CPU vulnerabilities will present significant and long-term threats to cloud service providers. Irrespective of the measures they deploy, much of the security and vulnerability mitigation will depend on third parties. Highly capable state-sponsored hackers will no doubt be turning their attention to developing malware to target the vulnerabilities, especially Spectre. They have been inherent but undetected for years. New variants of Meltdown and Spectre, as well as other vulnerabilities, are likely to be discovered over the coming years, adding further concerns about using shared infrastructure. Attacks will focus on the rushed patches and software updates. Headlines claim this is the biggest threat to face the cloud industry. The same was true in 2014 with Heartbleed and the use of open source software. Heartbleed was dealt with and has largely been forgotten about.
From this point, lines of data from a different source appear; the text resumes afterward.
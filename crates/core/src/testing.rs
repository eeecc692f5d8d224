//! Instrumented engine doubles shared by the unit tests.

use std::cell::{Cell, RefCell};
use std::rc::Rc;

use staffplay_engine::{EngineFactory, EngineSettings, EventProducer, HostSurface, NotationEngine};
use staffplay_transport::{EngineEvent, EngineTrack, Score};

use crate::{PlayerConfig, Session};

#[derive(Debug, Clone, PartialEq)]
pub enum EngineCall {
    PlayPause,
    Stop,
    MasterVolume(f32),
    MasterTune(i32),
    TrackMute(usize, bool),
    TrackVolume(usize, f32),
    Destroy,
}

/// Engine that only records the commands it receives.
#[derive(Debug, Default)]
pub struct RecordingEngine {
    pub calls: Vec<EngineCall>,
}

impl NotationEngine for RecordingEngine {
    fn play_pause(&mut self) {
        self.calls.push(EngineCall::PlayPause);
    }

    fn stop(&mut self) {
        self.calls.push(EngineCall::Stop);
    }

    fn set_master_volume(&mut self, volume: f32) {
        self.calls.push(EngineCall::MasterVolume(volume));
    }

    fn set_master_tune(&mut self, cents: i32) {
        self.calls.push(EngineCall::MasterTune(cents));
    }

    fn set_track_mute(&mut self, index: usize, muted: bool) {
        self.calls.push(EngineCall::TrackMute(index, muted));
    }

    fn set_track_volume(&mut self, index: usize, volume: f32) {
        self.calls.push(EngineCall::TrackVolume(index, volume));
    }

    fn destroy(&mut self) {
        self.calls.push(EngineCall::Destroy);
    }
}

/// Shared bookkeeping of every instance a [`FakeFactory`] built.
#[derive(Default)]
pub struct Rig {
    pub live: Cell<usize>,
    pub max_live: Cell<usize>,
    pub created: Cell<usize>,
    pub fail_next: Cell<bool>,
    pub last_settings: RefCell<Option<EngineSettings>>,
    calls: RefCell<Vec<EngineCall>>,
    producers: RefCell<Vec<EventProducer<EngineEvent>>>,
}

impl Rig {
    /// Push an event from the most recently constructed instance.
    pub fn emit(&self, event: EngineEvent) -> bool {
        let count = self.producers.borrow().len();
        count > 0 && self.emit_from(count - 1, event)
    }

    /// Push an event from the `instance`-th constructed engine. Returns false
    /// when that instance has been torn down.
    pub fn emit_from(&self, instance: usize, event: EngineEvent) -> bool {
        let mut producers = self.producers.borrow_mut();
        match producers.get_mut(instance) {
            Some(producer) if !producer.is_abandoned() => producer.push(event).is_ok(),
            _ => false,
        }
    }

    pub fn calls(&self) -> Vec<EngineCall> {
        self.calls.borrow().clone()
    }

    pub fn clear_calls(&self) {
        self.calls.borrow_mut().clear();
    }
}

pub struct FakeEngine {
    rig: Rc<Rig>,
}

impl FakeEngine {
    fn record(&self, call: EngineCall) {
        self.rig.calls.borrow_mut().push(call);
    }
}

impl NotationEngine for FakeEngine {
    fn play_pause(&mut self) {
        self.record(EngineCall::PlayPause);
    }

    fn stop(&mut self) {
        self.record(EngineCall::Stop);
    }

    fn set_master_volume(&mut self, volume: f32) {
        self.record(EngineCall::MasterVolume(volume));
    }

    fn set_master_tune(&mut self, cents: i32) {
        self.record(EngineCall::MasterTune(cents));
    }

    fn set_track_mute(&mut self, index: usize, muted: bool) {
        self.record(EngineCall::TrackMute(index, muted));
    }

    fn set_track_volume(&mut self, index: usize, volume: f32) {
        self.record(EngineCall::TrackVolume(index, volume));
    }

    fn destroy(&mut self) {
        self.record(EngineCall::Destroy);
    }
}

impl Drop for FakeEngine {
    fn drop(&mut self) {
        self.rig.live.set(self.rig.live.get() - 1);
    }
}

#[derive(Debug, Default)]
pub struct FakeSurface {
    pub drawn: bool,
    pub clears: usize,
}

impl HostSurface for FakeSurface {
    fn clear(&mut self) {
        self.drawn = false;
        self.clears += 1;
    }

    fn scroll_target(&self) -> Option<String> {
        Some("score-scroll".to_string())
    }
}

pub struct FakeFactory {
    rig: Rc<Rig>,
}

impl EngineFactory for FakeFactory {
    type Engine = FakeEngine;
    type Surface = FakeSurface;

    fn create(
        &mut self,
        surface: &mut FakeSurface,
        settings: EngineSettings,
        events: EventProducer<EngineEvent>,
    ) -> anyhow::Result<FakeEngine> {
        assert!(!surface.drawn, "surface still holds a previous score");
        if self.rig.fail_next.take() {
            anyhow::bail!("no audio context available");
        }

        let rig = &self.rig;
        rig.live.set(rig.live.get() + 1);
        rig.max_live.set(rig.max_live.get().max(rig.live.get()));
        rig.created.set(rig.created.get() + 1);
        *rig.last_settings.borrow_mut() = Some(settings);
        rig.producers.borrow_mut().push(events);
        surface.drawn = true;

        Ok(FakeEngine { rig: rig.clone() })
    }
}

pub fn init_logging() {
    let _ = env_logger::builder().is_test(true).try_init();
}

pub fn session_with(config: PlayerConfig) -> (Session<FakeFactory>, Rc<Rig>) {
    init_logging();
    let rig = Rc::new(Rig::default());
    let factory = FakeFactory { rig: rig.clone() };
    (Session::new(factory, FakeSurface::default(), config), rig)
}

pub fn session() -> (Session<FakeFactory>, Rc<Rig>) {
    session_with(PlayerConfig::default())
}

pub fn score(track_names: &[&str]) -> Score {
    Score {
        title: "Canon in D".to_string(),
        artist: "Pachelbel".to_string(),
        tracks: track_names.iter().map(|n| EngineTrack::new(*n)).collect(),
    }
}
//! Orchestrates the external download tool and validates what it leaves on
//! disk.
//!
//! The tool is a black box: given a watch URL and a structured configuration
//! it either produces a file under the download directory or fails. The file
//! extension is negotiated by the tool, so completion is verified by scanning
//! for `<id>.<ext>` candidates and taking the first non-empty one.

use std::fs;
use std::path::{Path, PathBuf};
use std::process::Command;
use std::sync::Arc;

use tokio::task;
use tracing::{error, info};

use crate::Settings;

use super::cookies::CookiePool;
use super::{SourceError, SourceResult, WATCH_BASE};

/// Stream selection mode for an acquisition.
#[derive(Debug, Clone, Copy, PartialEq, Eq)]
pub enum FormatMode {
    /// Best audio-only stream.
    Audio,
    /// Best combined audio+video streams.
    Video,
}

impl FormatMode {
    pub fn from_video_flag(video: bool) -> Self {
        if video { Self::Video } else { Self::Audio }
    }

    /// The tool's format selector expression.
    pub fn selector(self) -> &'static str {
        match self {
            Self::Audio => "bestaudio/best",
            Self::Video => "bestvideo+bestaudio/best",
        }
    }
}

/// Structured configuration for one invocation of the download tool,
/// built once per call.
#[derive(Debug, Clone)]
pub struct DownloadOptions {
    /// Canonical watch URL to fetch.
    pub url: String,
    /// Stream selection mode.
    pub format: FormatMode,
    /// Output template; the tool substitutes id and negotiated extension.
    pub output_template: String,
    /// Cookie file to authenticate with; `None` runs unauthenticated.
    pub cookie_file: Option<PathBuf>,
    /// Transient-error retry cap inside the tool.
    pub retries: u32,
    /// Never follow into a playlist, even for playlist-shaped URLs.
    pub no_playlist: bool,
    /// Bypass geographic restriction.
    pub geo_bypass: bool,
    /// Skip certificate verification.
    pub no_check_certificate: bool,
    /// Resume partially downloaded files.
    pub continue_partial: bool,
    /// Container to merge separate audio/video streams into.
    pub merge_format: String,
    /// ffmpeg location, needed for the merge.
    pub ffmpeg_path: PathBuf,
}

impl DownloadOptions {
    pub fn new(
        url: String,
        format: FormatMode,
        output_template: String,
        cookie_file: Option<PathBuf>,
        ffmpeg_path: PathBuf,
    ) -> Self {
        Self {
            url,
            format,
            output_template,
            cookie_file,
            retries: 5,
            no_playlist: true,
            geo_bypass: true,
            no_check_certificate: true,
            continue_partial: true,
            merge_format: "mp4".to_string(),
            ffmpeg_path,
        }
    }

    /// Renders the tool's argument vector.
    pub fn to_args(&self) -> Vec<String> {
        let mut args = vec![
            "--quiet".to_string(),
            "--no-warnings".to_string(),
            "--no-overwrites".to_string(),
        ];
        if self.no_playlist {
            args.push("--no-playlist".to_string());
        }
        if self.geo_bypass {
            args.push("--geo-bypass".to_string());
        }
        if self.no_check_certificate {
            args.push("--no-check-certificates".to_string());
        }
        if self.continue_partial {
            args.push("--continue".to_string());
        }
        args.push("--retries".to_string());
        args.push(self.retries.to_string());
        args.push("--format".to_string());
        args.push(self.format.selector().to_string());
        args.push("--output".to_string());
        args.push(self.output_template.clone());
        args.push("--merge-output-format".to_string());
        args.push(self.merge_format.clone());
        args.push("--ffmpeg-location".to_string());
        args.push(self.ffmpeg_path.display().to_string());
        if let Some(cookie) = &self.cookie_file {
            args.push("--cookies".to_string());
            args.push(cookie.display().to_string());
        }
        args.push(self.url.clone());
        args
    }
}

/// Acquires media payloads through the external download tool.
pub struct Downloader {
    settings: Settings,
    cookies: Arc<CookiePool>,
}

impl Downloader {
    pub fn new(settings: Settings, cookies: Arc<CookiePool>) -> Self {
        Self { settings, cookies }
    }

    /// Downloads the media for `video_id` and returns the local file path,
    /// or `None` when the payload is unavailable right now.
    ///
    /// A missing cookie degrades the success rate but is not an error. The
    /// blocking tool run happens on a worker thread so concurrent requests
    /// keep flowing. Every failure on this path (tool error, no output file,
    /// only empty output files) is logged and collapses into `None`; retrying
    /// is the caller's decision across fresh calls. There is no per-id
    /// locking: two concurrent calls for the same id share the output
    /// template and race, last-writer-wins.
    pub async fn download(&self, video_id: &str, video: bool) -> Option<PathBuf> {
        let url = format!("{}{}", WATCH_BASE, video_id);
        let cookie = self.cookies.select();
        info!(
            "Downloading {} ({}, cookie: {})",
            video_id,
            if video { "audio+video" } else { "audio" },
            cookie.is_some()
        );

        let options = DownloadOptions::new(
            url,
            FormatMode::from_video_flag(video),
            format!("{}/%(id)s.%(ext)s", self.settings.download_dir.display()),
            cookie,
            self.settings.ffmpeg_path.clone(),
        );

        let bin = self.settings.ytdlp_path.clone();
        let dir = self.settings.download_dir.clone();
        let id = video_id.to_string();
        let result = task::spawn_blocking(move || -> SourceResult<Option<PathBuf>> {
            fs::create_dir_all(&dir)?;

            let output = Command::new(bin).args(options.to_args()).output()?;
            if !output.status.success() {
                return Err(SourceError::Tool(
                    String::from_utf8_lossy(&output.stderr).trim().to_string(),
                ));
            }

            find_output(&dir, &id)
        })
        .await;

        match result {
            Ok(Ok(Some(path))) => Some(path),
            Ok(Ok(None)) => None,
            Ok(Err(e)) => {
                error!("Download failed for {}: {}", video_id, e);
                None
            }
            Err(e) => {
                error!("Download task failed for {}: {}", video_id, e);
                None
            }
        }
    }
}

/// Scans the download directory for `<id>.<ext>` candidates, in enumeration
/// order, and returns the first with strictly positive size.
///
/// The extension is unknown ahead of time (the tool negotiates the format),
/// hence the prefix scan. Candidates whose metadata cannot be read are
/// skipped.
fn find_output(dir: &Path, id: &str) -> SourceResult<Option<PathBuf>> {
    let prefix = format!("{}.", id);
    let mut candidates = false;

    for entry in fs::read_dir(dir)? {
        let entry = entry?;
        if !entry.file_name().to_string_lossy().starts_with(&prefix) {
            continue;
        }
        candidates = true;
        match entry.metadata() {
            Ok(meta) if meta.len() > 0 => return Ok(Some(entry.path())),
            _ => continue,
        }
    }

    if candidates {
        error!("All output files for {} are empty", id);
    } else {
        error!("No output file found for {} after download", id);
    }
    Ok(None)
}
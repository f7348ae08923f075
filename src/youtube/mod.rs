//! Provider-specific core: URL classification, cookie pool, search/playlist
//! resolution, and download orchestration against the upstream service.

/// Submodule holding the rotating cookie pool and its refresh path.
pub mod cookies;
/// Submodule orchestrating the external download tool and validating output.
pub mod downloader;
/// Submodule classifying and extracting provider URLs from message text.
pub mod matcher;
/// Submodule resolving search queries and playlist URLs into tracks.
pub mod resolver;

use std::path::PathBuf;
use std::sync::Arc;

use thiserror::Error;

use crate::Settings;
use crate::Track;
use self::cookies::CookiePool;
use self::downloader::Downloader;
use self::matcher::ChatMessage;
use self::resolver::Resolver;

/// Base of the canonical watch URL a video id is appended to.
pub const WATCH_BASE: &str = "https://www.youtube.com/watch?v=";

/// Errors raised by upstream interactions and the external download tool.
///
/// Steady-state request paths (classification, resolution, acquisition) never
/// surface these to callers; they log and return an absent result instead.
/// Only the administrative cookie refresh propagates them.
#[derive(Error, Debug)]
pub enum SourceError {
    /// Error during HTTP request communication.
    #[error("HTTP failure: {0}")]
    Http(#[from] reqwest::Error),

    /// Error reading or writing local files.
    #[error("I/O failure: {0}")]
    Io(#[from] std::io::Error),

    /// Error parsing the tool's JSON output.
    #[error("Unable to parse metadata: {0}")]
    Json(#[from] serde_json::Error),

    /// The external download tool exited unsuccessfully.
    #[error("Download tool failure: {0}")]
    Tool(String),

    /// Tool output parsed, but a required field was missing or empty.
    #[error("Incomplete metadata: {0}")]
    Metadata(String),
}

/// Result type for upstream operations.
pub type SourceResult<T> = Result<T, SourceError>;

/// Single handle over the whole pipeline, wiring the cookie pool, the
/// resolver, and the downloader over one set of [`Settings`].
pub struct YouTube {
    cookies: Arc<CookiePool>,
    resolver: Resolver,
    downloader: Downloader,
}

impl YouTube {
    pub fn new(settings: Settings) -> Self {
        let cookies = Arc::new(CookiePool::new(settings.cookie_dir.clone()));
        let resolver = Resolver::new(settings.clone());
        let downloader = Downloader::new(settings, Arc::clone(&cookies));
        Self {
            cookies,
            resolver,
            downloader,
        }
    }

    /// True iff `text` matches one of the provider's known URL shapes.
    pub fn valid(&self, text: &str) -> bool {
        matcher::valid(text)
    }

    /// Pulls a canonical media URL out of a message (and its reply, if any).
    pub fn extract(&self, message: &ChatMessage, reply: Option<&ChatMessage>) -> Option<String> {
        matcher::extract(message, reply)
    }

    /// Resolves a free-text query into at most one track.
    pub async fn search(&self, query: &str, message_id: i64, video: bool) -> Option<Track> {
        self.resolver.search(query, message_id, video).await
    }

    /// Resolves a playlist URL into up to `limit` tracks, in upstream order.
    pub async fn playlist(&self, limit: usize, user: &str, url: &str, video: bool) -> Vec<Track> {
        self.resolver.playlist(limit, user, url, video).await
    }

    /// Downloads the media for `video_id`, returning the local file path.
    pub async fn download(&self, video_id: &str, video: bool) -> Option<PathBuf> {
        self.downloader.download(video_id, video).await
    }

    /// Fetches fresh cookie files from the given remote URLs.
    ///
    /// Operator action; unlike the request paths, failures propagate.
    pub async fn refresh_cookies(&self, urls: &[String]) -> SourceResult<()> {
        self.cookies.refresh(urls).await
    }
}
Meltdown and Spectre will be in the headlines over the coming weeks, but with many push and pull factors emerging in terms of cloud migration, the overall net effect is that most businesses will not be deterred from their current plans. This will change if a major compromise is found. But the latest threats may force many to think more carefully about what data is processed and stored in the cloud, especially on shared infrastructure. On-premises computing vendors, including Dell, HPE and Lenovo, should begin a major marketing campaign explaining that Spectre and Meltdown represent no risk to customers that have kept their computing in-house.